Data for the task —
--- START ---
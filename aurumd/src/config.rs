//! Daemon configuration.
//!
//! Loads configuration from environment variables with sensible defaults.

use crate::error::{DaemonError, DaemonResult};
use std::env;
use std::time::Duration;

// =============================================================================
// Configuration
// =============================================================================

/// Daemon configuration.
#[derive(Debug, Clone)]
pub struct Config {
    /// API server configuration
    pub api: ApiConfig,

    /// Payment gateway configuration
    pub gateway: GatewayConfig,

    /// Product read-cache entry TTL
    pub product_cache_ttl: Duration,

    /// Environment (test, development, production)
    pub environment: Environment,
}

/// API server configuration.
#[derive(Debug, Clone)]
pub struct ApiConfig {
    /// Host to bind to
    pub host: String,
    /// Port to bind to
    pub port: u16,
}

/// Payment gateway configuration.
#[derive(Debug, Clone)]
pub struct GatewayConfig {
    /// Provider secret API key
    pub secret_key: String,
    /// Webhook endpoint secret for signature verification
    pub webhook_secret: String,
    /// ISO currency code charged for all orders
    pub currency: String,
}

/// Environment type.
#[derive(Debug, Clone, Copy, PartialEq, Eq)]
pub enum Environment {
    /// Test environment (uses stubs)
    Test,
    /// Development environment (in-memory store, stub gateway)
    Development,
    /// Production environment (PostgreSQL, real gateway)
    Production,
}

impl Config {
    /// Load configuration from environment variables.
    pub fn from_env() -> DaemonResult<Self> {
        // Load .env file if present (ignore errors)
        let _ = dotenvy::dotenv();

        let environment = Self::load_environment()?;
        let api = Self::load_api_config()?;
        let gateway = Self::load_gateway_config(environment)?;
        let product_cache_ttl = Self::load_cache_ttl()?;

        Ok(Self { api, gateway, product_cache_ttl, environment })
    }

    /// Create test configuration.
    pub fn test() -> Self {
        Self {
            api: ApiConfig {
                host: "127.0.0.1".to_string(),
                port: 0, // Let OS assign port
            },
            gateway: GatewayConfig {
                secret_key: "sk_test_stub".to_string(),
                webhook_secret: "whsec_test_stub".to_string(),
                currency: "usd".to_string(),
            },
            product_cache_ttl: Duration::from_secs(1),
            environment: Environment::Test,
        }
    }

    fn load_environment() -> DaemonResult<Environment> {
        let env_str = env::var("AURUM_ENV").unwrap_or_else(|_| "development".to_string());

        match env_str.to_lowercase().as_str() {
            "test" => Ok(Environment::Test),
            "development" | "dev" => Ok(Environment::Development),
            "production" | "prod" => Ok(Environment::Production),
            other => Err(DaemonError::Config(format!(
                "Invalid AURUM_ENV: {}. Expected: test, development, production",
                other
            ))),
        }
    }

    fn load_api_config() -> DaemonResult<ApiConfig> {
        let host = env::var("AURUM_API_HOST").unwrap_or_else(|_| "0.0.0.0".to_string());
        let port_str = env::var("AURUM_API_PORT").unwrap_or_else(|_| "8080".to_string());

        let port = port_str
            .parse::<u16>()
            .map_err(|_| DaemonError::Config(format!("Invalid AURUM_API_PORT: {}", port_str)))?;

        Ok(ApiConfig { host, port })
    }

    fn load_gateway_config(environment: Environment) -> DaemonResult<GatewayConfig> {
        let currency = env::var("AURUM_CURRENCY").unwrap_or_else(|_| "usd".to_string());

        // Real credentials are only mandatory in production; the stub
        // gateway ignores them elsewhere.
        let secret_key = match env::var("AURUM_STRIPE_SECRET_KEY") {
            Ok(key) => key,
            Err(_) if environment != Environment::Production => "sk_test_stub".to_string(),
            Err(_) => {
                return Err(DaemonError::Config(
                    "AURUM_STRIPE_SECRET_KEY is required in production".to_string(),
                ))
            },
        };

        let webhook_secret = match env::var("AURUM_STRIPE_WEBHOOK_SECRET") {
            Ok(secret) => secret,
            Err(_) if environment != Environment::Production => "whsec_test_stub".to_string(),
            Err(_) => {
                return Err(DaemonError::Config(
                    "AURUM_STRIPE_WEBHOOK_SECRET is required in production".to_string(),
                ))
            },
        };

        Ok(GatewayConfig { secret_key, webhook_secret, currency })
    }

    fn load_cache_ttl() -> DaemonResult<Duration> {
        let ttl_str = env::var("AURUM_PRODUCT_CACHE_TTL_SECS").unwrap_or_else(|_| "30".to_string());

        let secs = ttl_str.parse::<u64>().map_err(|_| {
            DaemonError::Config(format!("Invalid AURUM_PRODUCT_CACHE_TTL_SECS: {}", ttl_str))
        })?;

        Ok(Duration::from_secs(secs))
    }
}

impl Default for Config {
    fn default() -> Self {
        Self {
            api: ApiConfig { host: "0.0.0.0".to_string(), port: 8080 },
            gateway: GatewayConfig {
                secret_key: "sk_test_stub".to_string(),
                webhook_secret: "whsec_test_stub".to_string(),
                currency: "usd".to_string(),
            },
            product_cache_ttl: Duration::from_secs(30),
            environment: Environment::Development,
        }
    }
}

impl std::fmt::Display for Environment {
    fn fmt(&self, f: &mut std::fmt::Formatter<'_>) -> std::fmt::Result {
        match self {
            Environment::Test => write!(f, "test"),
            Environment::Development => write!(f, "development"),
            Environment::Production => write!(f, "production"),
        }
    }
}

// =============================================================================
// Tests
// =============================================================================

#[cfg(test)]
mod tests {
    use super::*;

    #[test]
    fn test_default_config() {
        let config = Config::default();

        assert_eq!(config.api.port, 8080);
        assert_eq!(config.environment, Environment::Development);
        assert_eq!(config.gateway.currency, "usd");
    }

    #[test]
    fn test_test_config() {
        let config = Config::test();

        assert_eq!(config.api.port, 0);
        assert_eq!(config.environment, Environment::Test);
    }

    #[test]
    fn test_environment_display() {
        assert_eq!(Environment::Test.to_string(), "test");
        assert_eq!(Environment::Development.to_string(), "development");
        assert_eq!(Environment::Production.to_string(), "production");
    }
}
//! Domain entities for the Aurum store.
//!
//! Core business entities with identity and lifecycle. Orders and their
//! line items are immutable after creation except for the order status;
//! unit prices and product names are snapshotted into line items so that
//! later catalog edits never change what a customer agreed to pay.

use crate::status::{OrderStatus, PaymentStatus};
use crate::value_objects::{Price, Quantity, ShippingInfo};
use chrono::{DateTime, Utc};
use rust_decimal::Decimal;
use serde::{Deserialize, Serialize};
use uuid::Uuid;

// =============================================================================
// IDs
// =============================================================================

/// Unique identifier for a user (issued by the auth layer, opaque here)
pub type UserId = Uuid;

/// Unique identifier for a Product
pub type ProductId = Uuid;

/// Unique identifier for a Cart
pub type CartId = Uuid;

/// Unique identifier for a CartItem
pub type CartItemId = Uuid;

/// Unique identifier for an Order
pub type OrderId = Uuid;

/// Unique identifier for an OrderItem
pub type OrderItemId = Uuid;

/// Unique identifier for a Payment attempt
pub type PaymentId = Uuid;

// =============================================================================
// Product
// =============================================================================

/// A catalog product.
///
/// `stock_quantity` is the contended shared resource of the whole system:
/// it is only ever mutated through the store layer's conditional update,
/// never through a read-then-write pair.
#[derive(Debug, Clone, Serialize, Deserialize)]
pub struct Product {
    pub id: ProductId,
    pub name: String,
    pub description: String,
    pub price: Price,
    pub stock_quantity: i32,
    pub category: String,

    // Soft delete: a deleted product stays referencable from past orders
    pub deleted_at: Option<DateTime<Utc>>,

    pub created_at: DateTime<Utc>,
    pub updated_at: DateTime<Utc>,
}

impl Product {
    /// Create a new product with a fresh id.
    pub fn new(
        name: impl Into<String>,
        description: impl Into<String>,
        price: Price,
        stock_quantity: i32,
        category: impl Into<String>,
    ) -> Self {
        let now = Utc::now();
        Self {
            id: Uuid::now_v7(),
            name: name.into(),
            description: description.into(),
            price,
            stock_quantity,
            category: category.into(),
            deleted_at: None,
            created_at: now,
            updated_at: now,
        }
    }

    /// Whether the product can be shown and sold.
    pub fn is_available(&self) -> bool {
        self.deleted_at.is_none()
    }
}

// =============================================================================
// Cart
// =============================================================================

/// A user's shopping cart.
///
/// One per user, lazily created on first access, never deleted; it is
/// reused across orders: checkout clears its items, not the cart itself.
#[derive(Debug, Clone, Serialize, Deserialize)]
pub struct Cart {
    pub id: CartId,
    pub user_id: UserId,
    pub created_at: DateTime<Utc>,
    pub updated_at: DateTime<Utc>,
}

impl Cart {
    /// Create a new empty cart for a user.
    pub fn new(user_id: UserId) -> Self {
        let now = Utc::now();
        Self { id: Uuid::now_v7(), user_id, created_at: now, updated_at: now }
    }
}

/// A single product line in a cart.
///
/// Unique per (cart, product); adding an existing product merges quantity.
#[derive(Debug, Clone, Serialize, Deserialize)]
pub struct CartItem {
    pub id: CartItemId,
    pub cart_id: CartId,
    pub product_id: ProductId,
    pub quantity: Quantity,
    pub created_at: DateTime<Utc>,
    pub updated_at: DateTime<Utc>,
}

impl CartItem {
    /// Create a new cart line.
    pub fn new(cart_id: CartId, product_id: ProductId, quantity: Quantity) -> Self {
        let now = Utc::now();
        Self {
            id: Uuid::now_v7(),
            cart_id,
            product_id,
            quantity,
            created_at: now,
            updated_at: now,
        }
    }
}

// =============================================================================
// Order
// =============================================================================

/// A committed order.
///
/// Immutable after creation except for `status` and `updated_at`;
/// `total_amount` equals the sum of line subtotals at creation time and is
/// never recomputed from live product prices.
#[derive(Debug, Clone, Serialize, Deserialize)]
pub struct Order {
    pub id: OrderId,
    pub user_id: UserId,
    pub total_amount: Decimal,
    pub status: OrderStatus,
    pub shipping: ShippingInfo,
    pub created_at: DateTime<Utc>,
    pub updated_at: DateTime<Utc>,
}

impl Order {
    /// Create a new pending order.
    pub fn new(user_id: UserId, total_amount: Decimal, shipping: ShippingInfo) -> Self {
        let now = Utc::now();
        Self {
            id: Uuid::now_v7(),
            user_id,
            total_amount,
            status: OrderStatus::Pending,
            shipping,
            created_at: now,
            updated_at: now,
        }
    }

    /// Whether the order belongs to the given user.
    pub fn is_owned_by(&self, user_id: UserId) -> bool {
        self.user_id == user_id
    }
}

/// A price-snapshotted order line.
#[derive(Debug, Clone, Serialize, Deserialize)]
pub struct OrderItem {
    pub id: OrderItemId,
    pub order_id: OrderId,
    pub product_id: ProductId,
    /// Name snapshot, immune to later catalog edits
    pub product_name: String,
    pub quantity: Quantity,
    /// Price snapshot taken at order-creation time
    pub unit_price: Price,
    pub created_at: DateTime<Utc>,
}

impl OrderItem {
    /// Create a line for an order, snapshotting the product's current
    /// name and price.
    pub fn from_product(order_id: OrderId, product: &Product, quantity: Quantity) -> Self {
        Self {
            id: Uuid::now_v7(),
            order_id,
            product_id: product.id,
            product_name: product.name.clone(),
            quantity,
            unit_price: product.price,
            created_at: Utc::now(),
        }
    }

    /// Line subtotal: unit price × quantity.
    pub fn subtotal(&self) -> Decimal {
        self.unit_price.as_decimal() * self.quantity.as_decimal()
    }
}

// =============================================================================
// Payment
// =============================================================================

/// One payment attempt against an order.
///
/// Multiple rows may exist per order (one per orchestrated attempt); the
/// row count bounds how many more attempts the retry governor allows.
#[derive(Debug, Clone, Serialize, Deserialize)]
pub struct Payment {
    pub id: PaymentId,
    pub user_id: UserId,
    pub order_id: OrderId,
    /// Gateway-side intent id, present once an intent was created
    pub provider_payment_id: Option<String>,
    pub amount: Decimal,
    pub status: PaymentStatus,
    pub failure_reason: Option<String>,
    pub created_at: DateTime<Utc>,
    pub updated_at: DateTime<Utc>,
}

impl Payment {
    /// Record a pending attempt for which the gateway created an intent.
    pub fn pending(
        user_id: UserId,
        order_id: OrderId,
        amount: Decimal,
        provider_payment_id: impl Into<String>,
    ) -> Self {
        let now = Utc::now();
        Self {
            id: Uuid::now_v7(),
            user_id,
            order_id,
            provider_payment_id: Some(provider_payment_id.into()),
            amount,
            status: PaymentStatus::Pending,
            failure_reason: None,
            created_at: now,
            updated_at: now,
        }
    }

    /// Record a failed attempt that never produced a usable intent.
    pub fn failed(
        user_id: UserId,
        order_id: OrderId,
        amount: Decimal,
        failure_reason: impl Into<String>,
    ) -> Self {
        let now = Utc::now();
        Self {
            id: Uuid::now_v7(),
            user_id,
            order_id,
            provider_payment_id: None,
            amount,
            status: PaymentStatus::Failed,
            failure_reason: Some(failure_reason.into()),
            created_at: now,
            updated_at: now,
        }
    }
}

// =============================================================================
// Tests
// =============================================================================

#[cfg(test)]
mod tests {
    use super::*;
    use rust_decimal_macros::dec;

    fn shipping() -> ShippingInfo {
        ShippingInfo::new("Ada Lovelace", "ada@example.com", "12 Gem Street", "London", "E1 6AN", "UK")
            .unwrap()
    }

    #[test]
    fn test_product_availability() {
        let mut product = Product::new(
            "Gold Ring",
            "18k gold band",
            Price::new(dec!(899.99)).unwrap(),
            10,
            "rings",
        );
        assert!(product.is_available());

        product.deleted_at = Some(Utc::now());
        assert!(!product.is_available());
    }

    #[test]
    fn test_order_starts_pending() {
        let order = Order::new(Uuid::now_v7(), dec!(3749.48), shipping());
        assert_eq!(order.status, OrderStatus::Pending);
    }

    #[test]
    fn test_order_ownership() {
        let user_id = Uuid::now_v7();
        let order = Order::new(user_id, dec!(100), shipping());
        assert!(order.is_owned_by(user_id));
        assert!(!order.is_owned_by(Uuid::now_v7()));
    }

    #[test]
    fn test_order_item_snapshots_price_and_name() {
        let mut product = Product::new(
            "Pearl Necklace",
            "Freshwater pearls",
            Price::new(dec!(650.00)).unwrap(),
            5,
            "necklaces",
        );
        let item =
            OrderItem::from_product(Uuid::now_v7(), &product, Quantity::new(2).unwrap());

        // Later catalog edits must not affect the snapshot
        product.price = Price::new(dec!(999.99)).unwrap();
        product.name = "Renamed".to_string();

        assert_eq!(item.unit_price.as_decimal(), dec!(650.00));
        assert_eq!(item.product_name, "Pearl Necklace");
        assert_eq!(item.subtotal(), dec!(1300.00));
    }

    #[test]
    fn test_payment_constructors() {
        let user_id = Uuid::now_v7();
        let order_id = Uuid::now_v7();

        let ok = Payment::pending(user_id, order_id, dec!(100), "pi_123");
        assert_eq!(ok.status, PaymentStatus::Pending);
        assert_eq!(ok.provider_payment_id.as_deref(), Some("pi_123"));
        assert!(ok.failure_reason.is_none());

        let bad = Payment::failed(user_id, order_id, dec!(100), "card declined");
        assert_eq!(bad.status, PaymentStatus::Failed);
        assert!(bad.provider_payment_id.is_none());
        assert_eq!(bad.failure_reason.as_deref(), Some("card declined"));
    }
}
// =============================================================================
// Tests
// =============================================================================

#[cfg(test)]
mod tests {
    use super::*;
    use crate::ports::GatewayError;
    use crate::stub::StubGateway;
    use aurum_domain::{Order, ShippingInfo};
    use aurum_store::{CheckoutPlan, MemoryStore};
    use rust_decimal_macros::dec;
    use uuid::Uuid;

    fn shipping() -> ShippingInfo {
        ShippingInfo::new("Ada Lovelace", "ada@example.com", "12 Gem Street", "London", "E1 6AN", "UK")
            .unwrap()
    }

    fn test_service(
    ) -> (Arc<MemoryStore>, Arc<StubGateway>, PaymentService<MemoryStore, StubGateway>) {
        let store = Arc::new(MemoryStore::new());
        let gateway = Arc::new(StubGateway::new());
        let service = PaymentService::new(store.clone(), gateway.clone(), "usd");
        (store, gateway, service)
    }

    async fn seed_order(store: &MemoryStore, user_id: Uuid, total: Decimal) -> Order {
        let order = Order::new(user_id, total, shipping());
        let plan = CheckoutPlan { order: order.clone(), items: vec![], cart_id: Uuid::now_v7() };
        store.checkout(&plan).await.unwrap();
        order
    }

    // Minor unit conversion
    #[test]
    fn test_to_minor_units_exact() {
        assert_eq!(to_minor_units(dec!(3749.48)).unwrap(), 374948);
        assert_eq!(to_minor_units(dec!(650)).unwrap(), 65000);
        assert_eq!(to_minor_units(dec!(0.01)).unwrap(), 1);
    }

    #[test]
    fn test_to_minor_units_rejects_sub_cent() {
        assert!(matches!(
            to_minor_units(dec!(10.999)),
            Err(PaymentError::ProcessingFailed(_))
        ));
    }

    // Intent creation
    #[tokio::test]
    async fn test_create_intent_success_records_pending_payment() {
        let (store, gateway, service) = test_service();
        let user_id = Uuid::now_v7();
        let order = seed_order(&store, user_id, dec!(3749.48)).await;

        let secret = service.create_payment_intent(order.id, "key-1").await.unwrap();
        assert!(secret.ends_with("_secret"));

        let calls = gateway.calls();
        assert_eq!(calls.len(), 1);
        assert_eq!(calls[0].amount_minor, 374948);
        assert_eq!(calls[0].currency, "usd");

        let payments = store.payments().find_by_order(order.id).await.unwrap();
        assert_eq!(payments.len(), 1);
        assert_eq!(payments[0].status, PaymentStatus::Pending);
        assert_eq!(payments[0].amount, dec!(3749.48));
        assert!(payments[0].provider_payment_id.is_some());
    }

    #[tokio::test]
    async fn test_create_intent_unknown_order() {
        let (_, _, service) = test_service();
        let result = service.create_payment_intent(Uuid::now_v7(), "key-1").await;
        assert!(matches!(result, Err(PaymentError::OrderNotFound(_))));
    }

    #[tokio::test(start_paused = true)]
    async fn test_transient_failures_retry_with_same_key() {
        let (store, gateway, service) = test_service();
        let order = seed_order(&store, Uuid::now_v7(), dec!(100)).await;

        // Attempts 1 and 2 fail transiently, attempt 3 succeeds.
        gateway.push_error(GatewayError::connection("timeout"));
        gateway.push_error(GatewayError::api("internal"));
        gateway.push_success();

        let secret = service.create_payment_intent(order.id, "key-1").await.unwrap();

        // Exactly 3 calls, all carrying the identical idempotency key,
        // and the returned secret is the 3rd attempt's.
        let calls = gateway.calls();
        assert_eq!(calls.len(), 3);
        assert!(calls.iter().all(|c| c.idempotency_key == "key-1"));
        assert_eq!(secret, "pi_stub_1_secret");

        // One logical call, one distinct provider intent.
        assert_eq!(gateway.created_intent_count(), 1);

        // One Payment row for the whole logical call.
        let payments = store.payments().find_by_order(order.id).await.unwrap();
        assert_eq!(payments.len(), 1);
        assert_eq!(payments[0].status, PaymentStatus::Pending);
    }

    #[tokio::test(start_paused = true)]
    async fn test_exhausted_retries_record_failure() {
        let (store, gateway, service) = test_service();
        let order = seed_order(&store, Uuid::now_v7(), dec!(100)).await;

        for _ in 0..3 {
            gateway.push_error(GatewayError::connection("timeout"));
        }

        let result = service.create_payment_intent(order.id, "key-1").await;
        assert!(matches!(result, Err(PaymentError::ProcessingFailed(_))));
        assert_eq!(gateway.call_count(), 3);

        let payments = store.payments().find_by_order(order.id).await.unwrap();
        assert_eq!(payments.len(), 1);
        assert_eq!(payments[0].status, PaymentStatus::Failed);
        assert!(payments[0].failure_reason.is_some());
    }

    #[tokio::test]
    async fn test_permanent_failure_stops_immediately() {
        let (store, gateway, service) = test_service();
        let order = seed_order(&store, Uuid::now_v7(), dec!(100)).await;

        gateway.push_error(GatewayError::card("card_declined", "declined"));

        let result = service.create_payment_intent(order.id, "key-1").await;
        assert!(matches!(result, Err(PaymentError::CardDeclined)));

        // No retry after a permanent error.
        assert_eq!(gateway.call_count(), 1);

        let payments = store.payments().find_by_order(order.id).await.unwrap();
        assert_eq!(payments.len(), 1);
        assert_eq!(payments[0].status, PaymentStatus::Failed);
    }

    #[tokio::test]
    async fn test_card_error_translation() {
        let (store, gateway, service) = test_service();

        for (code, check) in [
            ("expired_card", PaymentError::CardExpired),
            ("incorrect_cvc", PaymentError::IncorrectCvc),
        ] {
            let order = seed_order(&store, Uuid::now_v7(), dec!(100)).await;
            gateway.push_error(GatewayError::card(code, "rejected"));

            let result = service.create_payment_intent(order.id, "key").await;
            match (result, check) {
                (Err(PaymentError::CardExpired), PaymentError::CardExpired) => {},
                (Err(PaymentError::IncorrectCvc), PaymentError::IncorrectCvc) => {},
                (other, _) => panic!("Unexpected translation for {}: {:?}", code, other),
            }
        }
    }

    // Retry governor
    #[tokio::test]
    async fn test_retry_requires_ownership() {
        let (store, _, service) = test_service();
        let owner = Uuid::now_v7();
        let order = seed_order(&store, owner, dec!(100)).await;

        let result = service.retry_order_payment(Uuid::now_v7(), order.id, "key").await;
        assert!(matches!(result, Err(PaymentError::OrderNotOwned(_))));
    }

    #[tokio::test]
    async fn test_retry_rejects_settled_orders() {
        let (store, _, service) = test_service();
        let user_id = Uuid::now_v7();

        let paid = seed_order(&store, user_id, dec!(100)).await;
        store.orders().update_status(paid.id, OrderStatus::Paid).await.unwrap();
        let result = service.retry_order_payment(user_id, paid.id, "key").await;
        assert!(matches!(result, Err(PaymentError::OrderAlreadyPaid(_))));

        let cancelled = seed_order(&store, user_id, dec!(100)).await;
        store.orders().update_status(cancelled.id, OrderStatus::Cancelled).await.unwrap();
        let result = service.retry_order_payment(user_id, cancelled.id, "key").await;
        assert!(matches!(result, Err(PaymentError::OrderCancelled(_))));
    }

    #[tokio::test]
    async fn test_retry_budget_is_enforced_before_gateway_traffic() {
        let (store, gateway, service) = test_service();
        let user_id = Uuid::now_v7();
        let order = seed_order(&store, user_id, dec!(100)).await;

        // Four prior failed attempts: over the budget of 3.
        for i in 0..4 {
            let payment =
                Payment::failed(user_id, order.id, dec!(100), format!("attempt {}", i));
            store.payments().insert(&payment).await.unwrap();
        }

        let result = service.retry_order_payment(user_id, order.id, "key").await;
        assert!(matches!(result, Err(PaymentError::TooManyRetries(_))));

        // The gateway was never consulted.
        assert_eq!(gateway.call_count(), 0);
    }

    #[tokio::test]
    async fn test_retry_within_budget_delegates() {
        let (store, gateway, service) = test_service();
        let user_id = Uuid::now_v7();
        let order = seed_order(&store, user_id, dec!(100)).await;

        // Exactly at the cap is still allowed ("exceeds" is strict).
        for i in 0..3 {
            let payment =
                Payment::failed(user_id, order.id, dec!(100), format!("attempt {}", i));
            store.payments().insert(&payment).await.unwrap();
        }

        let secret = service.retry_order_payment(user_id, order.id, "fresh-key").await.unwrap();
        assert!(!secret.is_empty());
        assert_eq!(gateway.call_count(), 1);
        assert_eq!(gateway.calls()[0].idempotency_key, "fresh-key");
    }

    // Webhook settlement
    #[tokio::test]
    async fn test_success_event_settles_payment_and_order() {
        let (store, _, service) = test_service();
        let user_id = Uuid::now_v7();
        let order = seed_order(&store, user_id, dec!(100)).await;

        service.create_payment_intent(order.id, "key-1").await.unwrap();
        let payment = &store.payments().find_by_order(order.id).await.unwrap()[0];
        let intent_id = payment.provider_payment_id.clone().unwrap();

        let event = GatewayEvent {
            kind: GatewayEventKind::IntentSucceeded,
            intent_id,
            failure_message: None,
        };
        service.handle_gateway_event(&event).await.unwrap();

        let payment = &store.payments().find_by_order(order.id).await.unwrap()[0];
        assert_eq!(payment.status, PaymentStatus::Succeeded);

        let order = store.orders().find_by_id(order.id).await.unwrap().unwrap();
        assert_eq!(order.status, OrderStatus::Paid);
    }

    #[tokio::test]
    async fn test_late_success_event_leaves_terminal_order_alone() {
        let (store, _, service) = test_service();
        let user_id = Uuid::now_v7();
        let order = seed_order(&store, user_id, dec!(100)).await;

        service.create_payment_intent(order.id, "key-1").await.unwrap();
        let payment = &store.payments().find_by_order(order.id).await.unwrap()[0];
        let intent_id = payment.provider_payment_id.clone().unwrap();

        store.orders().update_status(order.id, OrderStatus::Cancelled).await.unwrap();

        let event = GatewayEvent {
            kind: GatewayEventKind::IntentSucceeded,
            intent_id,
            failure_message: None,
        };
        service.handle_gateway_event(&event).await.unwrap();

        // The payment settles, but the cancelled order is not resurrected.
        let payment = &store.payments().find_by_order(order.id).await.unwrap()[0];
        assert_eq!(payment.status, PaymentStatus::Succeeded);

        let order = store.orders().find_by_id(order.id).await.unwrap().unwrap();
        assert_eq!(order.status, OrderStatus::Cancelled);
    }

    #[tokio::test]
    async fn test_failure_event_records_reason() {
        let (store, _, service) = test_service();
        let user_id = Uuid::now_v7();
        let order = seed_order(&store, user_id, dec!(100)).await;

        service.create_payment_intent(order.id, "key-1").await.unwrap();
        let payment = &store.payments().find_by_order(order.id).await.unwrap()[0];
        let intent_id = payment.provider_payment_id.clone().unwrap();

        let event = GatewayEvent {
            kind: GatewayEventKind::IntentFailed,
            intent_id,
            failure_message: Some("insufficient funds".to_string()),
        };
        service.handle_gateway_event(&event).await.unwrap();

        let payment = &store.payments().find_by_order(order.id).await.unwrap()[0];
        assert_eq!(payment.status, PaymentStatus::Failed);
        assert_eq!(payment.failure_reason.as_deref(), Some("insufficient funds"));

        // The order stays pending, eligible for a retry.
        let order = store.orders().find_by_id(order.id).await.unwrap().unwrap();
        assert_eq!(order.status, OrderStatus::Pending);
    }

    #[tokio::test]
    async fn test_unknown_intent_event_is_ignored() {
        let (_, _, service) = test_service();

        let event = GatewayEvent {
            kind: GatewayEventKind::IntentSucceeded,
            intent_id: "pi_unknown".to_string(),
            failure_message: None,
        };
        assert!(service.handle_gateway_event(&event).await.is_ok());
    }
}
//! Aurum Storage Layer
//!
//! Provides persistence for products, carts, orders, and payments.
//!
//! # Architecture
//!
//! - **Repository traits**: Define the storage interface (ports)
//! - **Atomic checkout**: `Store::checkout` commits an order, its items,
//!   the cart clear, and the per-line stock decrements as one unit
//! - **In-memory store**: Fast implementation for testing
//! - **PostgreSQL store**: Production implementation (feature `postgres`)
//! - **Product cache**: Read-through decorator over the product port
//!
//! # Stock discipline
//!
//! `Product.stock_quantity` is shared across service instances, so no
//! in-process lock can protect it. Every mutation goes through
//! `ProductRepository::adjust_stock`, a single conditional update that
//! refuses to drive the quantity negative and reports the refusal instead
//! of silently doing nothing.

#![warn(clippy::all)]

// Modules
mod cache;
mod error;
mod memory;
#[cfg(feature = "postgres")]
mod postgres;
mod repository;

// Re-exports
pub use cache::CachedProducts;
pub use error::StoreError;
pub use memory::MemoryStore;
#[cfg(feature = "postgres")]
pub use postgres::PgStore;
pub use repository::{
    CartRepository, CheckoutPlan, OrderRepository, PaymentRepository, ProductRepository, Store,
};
--- END ---
Task goal — Across the whole listing, show each line where the word "PaymentService" occurs.

Result of this task —
    ) -> (Arc<MemoryStore>, Arc<StubGateway>, PaymentService<MemoryStore, StubGateway>) {
        let service = PaymentService::new(store.clone(), gateway.clone(), "usd");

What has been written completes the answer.